The next idea was more along the idea of fence panelling. It would border the entire pool to mask the vinyl sides, and have a small overhang to hide the top rim of the pool.

Again, it looked tricky or expensive to do, and winter was coming.

The wife at the time, desperate to make the most of a bad situation, had a solution. We could lay (relatively cheap) trellis panels on the metal side supports and plant creepers that would grow up the sides of them, masking a significant part of the pool to merge it more into the green garden.

Good idea in theory, but the creepers took forever to grow, and in some cases, didn’t grow at all.

Spring 2009 came around and I was desperate to try my over sized paddling pool.

I fired up the heat pump and watched the temperature climb.


Oh, so very slowly.

One spring day, the temperature outside reached 25 degrees celsius.

A lovely day for a dip!

Not in my pool it wasn’t. It was far too cold still.

Was I doing something wrong with the heat pump? No, it all looked good… I could feel that some warmer water was coming out of it… but it didn’t seem to be able to cope; especially overnight. I’d loose the vast majority of any heat gained.

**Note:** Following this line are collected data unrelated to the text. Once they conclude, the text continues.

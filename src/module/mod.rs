//! The binder DSL: bindings, pointcuts and module composition.

mod builder;
mod configure;

use std::fmt;
use std::sync::Arc;

pub use builder::BindingBuilder;
pub use configure::Configure;

use crate::aop::{MethodInterceptor, Pointcut};
use crate::binding::{Bindings, BindingsView};
use crate::key::normalize;
use crate::reflect::ClassRegistry;
use crate::{DiResult, Matcher};

/// A set of bindings and pointcuts consumed by the injector.
///
/// # Examples
///
/// ```rust
/// use std::sync::Arc;
/// use ferrous_weave::{ClassRegistry, Matcher, Module, PerformanceInterceptor};
///
/// let registry = Arc::new(ClassRegistry::new());
///
/// let mut infra = Module::named(Arc::clone(&registry), "InfraModule");
/// infra.bind("Cache").to("MemoryCache");
/// infra.bind("Logger").to("SyslogLogger");
///
/// let mut app = Module::named(registry, "AppModule");
/// app.bind("Logger").to("FileLogger");
/// app.bind_interceptor(Matcher::any(), Matcher::starts_with("get"), vec![Arc::new(PerformanceInterceptor::new())]);
/// app.install(infra);
///
/// let rendered = app.to_string();
/// assert!(rendered.contains("bind:Logger to:FileLogger"));
/// assert!(rendered.contains("bind:Cache to:MemoryCache"));
/// assert!(rendered.contains("pointcut:any:[] startsWith:[\"get\"] => PerformanceInterceptor"));
/// ```
#[derive(Clone)]
pub struct Module {
    name: String,
    pub(crate) registry: Arc<ClassRegistry>,
    pub(crate) bindings: Bindings,
    pub(crate) pointcuts: Vec<Pointcut>,
    pub(crate) requested: Vec<String>,
    pub(crate) installed: Vec<String>,
}

impl Module {
    pub fn new(registry: Arc<ClassRegistry>) -> Self {
        Self::named(registry, "Module")
    }

    pub fn named(registry: Arc<ClassRegistry>, name: impl Into<String>) -> Self {
        Self {
            name: name.into(),
            registry,
            bindings: Bindings::new(),
            pointcuts: Vec::new(),
            requested: Vec::new(),
            installed: Vec::new(),
        }
    }

    /// Starts a binding for `type_name`.
    pub fn bind(&mut self, type_name: impl AsRef<str>) -> BindingBuilder<'_> {
        BindingBuilder::new(self, type_name.as_ref())
    }

    /// Applies `interceptors`, in order, to methods selected by both matchers.
    pub fn bind_interceptor(
        &mut self,
        class_matcher: Matcher,
        method_matcher: Matcher,
        interceptors: Vec<Arc<dyn MethodInterceptor>>,
    ) -> &mut Self {
        self.pointcuts
            .push(Pointcut::new(class_matcher, method_matcher, interceptors));
        self
    }

    /// Resolves `type_name` eagerly when the injector is built.
    pub fn request_injection(&mut self, type_name: impl AsRef<str>) -> &mut Self {
        let type_name = normalize(type_name.as_ref()).to_string();
        if !self.requested.contains(&type_name) {
            self.requested.push(type_name);
        }
        self
    }

    /// Merges `other` into this module.
    ///
    /// Keys bound by both keep this module's fields; fields this module left
    /// unset come from `other`. Pointcuts of `other` run before this
    /// module's own.
    pub fn install(&mut self, other: Module) -> &mut Self {
        tracing::debug!(module = %self.name, installed = %other.name, "install");
        self.bindings.merge_installed(&other.bindings);

        let mut pointcuts = other.pointcuts;
        pointcuts.append(&mut self.pointcuts);
        self.pointcuts = pointcuts;

        for requested in other.requested {
            if !self.requested.contains(&requested) {
                self.requested.push(requested);
            }
        }
        self.installed.push(other.name);
        self.installed.extend(other.installed);
        self
    }

    /// Builds a module from `config` and installs it.
    pub fn install_with<C: Configure>(&mut self, config: C) -> DiResult<&mut Self> {
        let mut module = Module::named(Arc::clone(&self.registry), config.name());
        config.configure(&mut module)?;
        Ok(self.install(module))
    }

    pub fn name(&self) -> &str {
        &self.name
    }

    pub fn registry(&self) -> &Arc<ClassRegistry> {
        &self.registry
    }

    pub fn bindings(&self) -> BindingsView<'_> {
        BindingsView::new(&self.bindings)
    }

    pub fn pointcuts(&self) -> &[Pointcut] {
        &self.pointcuts
    }

    /// Names of every module installed here, transitively, in install order.
    pub fn installed_modules(&self) -> &[String] {
        &self.installed
    }

    pub fn requested_injections(&self) -> &[String] {
        &self.requested
    }
}

impl fmt::Display for Module {
    fn fmt(&self, f: &mut fmt::Formatter<'_>) -> fmt::Result {
        let mut lines = Vec::new();
        for (key, binding) in self.bindings.iter() {
            let mut line = format!("bind:{}", key.type_name());
            if key.is_named() {
                line.push_str(&format!(" annotatedWith:{}", key.annotation()));
            }
            line.push_str(&format!(" {}", binding));
            lines.push(line);
        }
        for pointcut in &self.pointcuts {
            lines.push(format!("pointcut:{}", pointcut));
        }
        f.write_str(&lines.join("\n"))
    }
}

impl fmt::Debug for Module {
    fn fmt(&self, f: &mut fmt::Formatter<'_>) -> fmt::Result {
        f.debug_struct("Module")
            .field("name", &self.name)
            .field("bindings", &self.bindings.len())
            .field("pointcuts", &self.pointcuts)
            .field("installed", &self.installed)
            .finish()
    }
}

#[cfg(test)]
mod tests {
    use super::*;
    use crate::binding::BindingTarget;
    use crate::reflect::{ClassDescriptor, Constructor, Provider};
    use crate::{DiError, Scope, Value};

    #[derive(Default)]
    struct DsnProvider;

    impl Provider for DsnProvider {
        fn get(&self) -> DiResult<Value> {
            Ok(Value::from("dsn"))
        }
    }

    fn registry() -> Arc<ClassRegistry> {
        Arc::new(
            ClassRegistry::new()
                .with(
                    ClassDescriptor::concrete("DsnProvider")
                        .constructor(Constructor::default_of::<DsnProvider>())
                        .provider::<DsnProvider>(),
                )
                .with(ClassDescriptor::concrete("Plain")),
        )
    }

    #[test]
    fn to_provider_requires_capability() {
        let mut module = Module::new(registry());
        assert!(module.bind("Dsn").to_provider("DsnProvider").is_ok());
        assert!(matches!(
            module.bind("Dsn").to_provider("Plain"),
            Err(DiError::InvalidProvider(p)) if p == "Plain"
        ));
        assert!(matches!(module.bind("Dsn").to_provider("Missing"), Err(DiError::InvalidProvider(_))));
    }

    #[test]
    fn rebinding_replaces_the_entry() {
        let mut module = Module::new(registry());
        module.bind("Logger").to("A").in_scope(Scope::Singleton);
        module.bind("\\Logger").to("B");
        let binding = module.bindings().get("Logger", "*").unwrap();
        assert!(matches!(&binding.target, Some(BindingTarget::Class(c)) if c == "B"));
        assert_eq!(binding.scope, None);
        assert_eq!(module.bindings().len(), 1);
    }

    #[test]
    fn install_records_nested_module_names() {
        let registry = registry();
        let mut inner = Module::named(Arc::clone(&registry), "Inner");
        inner.request_injection("Plain");
        let mut middle = Module::named(Arc::clone(&registry), "Middle");
        middle.install(inner);
        let mut outer = Module::named(registry, "Outer");
        outer.install(middle);
        assert_eq!(outer.installed_modules(), ["Middle".to_string(), "Inner".to_string()]);
        assert_eq!(outer.requested_injections(), ["Plain".to_string()]);
    }

    #[test]
    fn display_lists_named_bindings() {
        let mut module = Module::new(registry());
        module.bind("Logger").annotated_with("test").to("Stub").in_scope(Scope::Prototype);
        module.bind("Clock").to_callable(|| Ok(Value::from(0)));
        assert_eq!(
            module.to_string(),
            "bind:Logger annotatedWith:test to:Stub (Prototype)\nbind:Clock toCallable"
        );
    }
}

I kept my solar cover on, but this didn’t help with the heat loss. On sunny days, I’d lift the cover and put my fingers in the pool, to find the water a lovely warm temperature.

For the first two centimeters.

Dipping my hand lower resulted in a cold shock. The cover was only warming the very top layer of water and the main pool water was still very cold.

It was then I realised my mistake.

Heat pumps are designed for in-ground pools.

Not for above-ground pools.

All my heat was escaping through the thin vinyl sides of the pool.


The heat pump was doing its job correctly; using minimal electricity and topping up the pool temperature by about 1 or 2 degrees daily.

Through the night though, it was unable to contest with the cold spring temperatures and the heat loss though the sides of the pool.

Would it cope in summer?

Thankfully, it did. The summer weather heated the pool water and the evenings became milder; the heat pump was just about able to fight off the heat loss. The water temperature rose to a pleasant, even warm, level!

I was able to swim!!

Finally enjoying a swim in my own pool!
Finally enjoying a swim in my own pool!

It was amazing. The water was just the right height to swim comfortably in, and being able to do about 7 full breast strokes from
one end to the other before having to turn around was just about long enough to have a good 20 minutes blast of solid swimming in.

My Dad came round as soon as he heard the good news, and was in the pool before I’d even had the chance to say “come on in, the water’s lovely”. Being 12ft wide, there was room for us to both swim side by side.

I was living the dream!

I had my own swimming pool in my back garden!!

I tried my original plan of waking up and having a swim before work. It was only just bearable though on the warmest days. A swim after work was better but again it had to be a significantly hot day and the sun still out.

I worked from home occasionally for a period at that point; this was ideal. At lunch time I’d go straight outside and spend an hour in the pool.


Summer passed too quickly.

The heat pump couldn’t cope with the quickly cooling evenings, and the water became too cold for me to swim.

Dammit dammit dammit.

What could I do?

Buy a gas heater?

Nope. I was skint.

Summer 2008 has presented Europe with an economic crash.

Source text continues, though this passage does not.